Kohoutovice (Kohoutowitz) is a municipal part and cadastral territory in the west of the center of Brno, Czech Republic. It has an area of 2.38 km^{2}. Originally an independent municipality, it was annexed to Brno in 1919, since November 24, 1990 it has been part of the city district of Brno-Kohoutovice. Over 11,000 people live here.

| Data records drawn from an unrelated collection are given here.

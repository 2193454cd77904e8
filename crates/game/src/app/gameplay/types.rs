/// Startup tunables. Defaults are the shipped balance; a JSON config file may
/// override any subset of fields.
#[derive(Debug, Clone, Copy, PartialEq, Deserialize)]
#[serde(default, deny_unknown_fields)]
pub(crate) struct GameConfig {
    pub(crate) world_width: f32,
    pub(crate) world_height: f32,
    pub(crate) player_speed: f32,
    pub(crate) collectible_target: u32,
    pub(crate) message_display_ticks: u64,
    pub(crate) regen_delay_ticks: u64,
}

impl Default for GameConfig {
    fn default() -> Self {
        Self {
            world_width: DEFAULT_WORLD_WIDTH,
            world_height: DEFAULT_WORLD_HEIGHT,
            player_speed: DEFAULT_PLAYER_SPEED,
            collectible_target: DEFAULT_COLLECTIBLE_TARGET,
            message_display_ticks: DEFAULT_MESSAGE_DISPLAY_TICKS,
            regen_delay_ticks: DEFAULT_REGEN_DELAY_TICKS,
        }
    }
}

impl GameConfig {
    pub(crate) fn validate(&self) -> Result<(), String> {
        if self.world_width < PLAYER_SIZE || self.world_height < PLAYER_SIZE {
            return Err(format!(
                "world must be at least {PLAYER_SIZE}x{PLAYER_SIZE} px, got {}x{}",
                self.world_width, self.world_height
            ));
        }
        if !self.player_speed.is_finite() || self.player_speed <= 0.0 {
            return Err(format!(
                "player_speed must be a positive number, got {}",
                self.player_speed
            ));
        }
        if self.collectible_target == 0 {
            return Err("collectible_target must be at least 1".to_string());
        }
        Ok(())
    }

    pub(crate) fn bounds(&self) -> WorldBounds {
        WorldBounds {
            width: self.world_width,
            height: self.world_height,
        }
    }
}

/// The single-slot message display. Showing while already visible replaces
/// the text; the hide timer lives on the scene's schedule, not here.
#[derive(Debug, Clone, Default, PartialEq)]
pub(crate) struct MessageSlot {
    text: String,
    visible: bool,
}

impl MessageSlot {
    pub(crate) fn show(&mut self, text: &str) {
        self.text.clear();
        self.text.push_str(text);
        self.visible = true;
    }

    pub(crate) fn hide(&mut self) {
        self.visible = false;
    }

    pub(crate) fn visible_text(&self) -> Option<&str> {
        self.visible.then_some(self.text.as_str())
    }
}

/// Deferred one-shot effects carried on the tick clock.
#[derive(Debug, Clone, Copy, PartialEq, Eq)]
pub(crate) enum GameEvent {
    HideMessage,
    RegenerateField,
}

The area around Pavlovská street, on the southern edge of the Kohoutovice cadastre, belonged to the territory of the then municipality of Bosonohy until 1979, while a narrow strip of territory to the west, including a piece of forest and a grove, belonged to the then municipality of Žebětín.

== Geography ==
The development of Kohoutovice, which is surrounded by forests, is made up of a relatively large panel housing estate that surrounds the rest of the original village. The dominant feature of the district is the Kohoutovice reservoir in the shape of an inverted cone, which can be seen from many sides of Brno.

Kohoutovice borders the cadastral territory of Jundrov to the north, Pisárky to the east, Nový Lískovec to the southeast, Bosonohy to the south and Žebětín to the west.

== Territorial divisions ==
The cadastral territory of Kohoutovice is further divided into 2 basic settlement units.

| Basic settlement unit | Population |  |  |
| 2011 | 2021 | Change |
| Kohoutovice-sever | 5,729 | 5,579 | -2.6% |
| Kohoutovice-jih | 6,435 | 5,994 | -6.9% |

== Demographics ==
As of the 2021 census, the population is 11,573, down 5% from 12,164 in the 2011 census, and 13% from the peak population of 13,327 in 1991.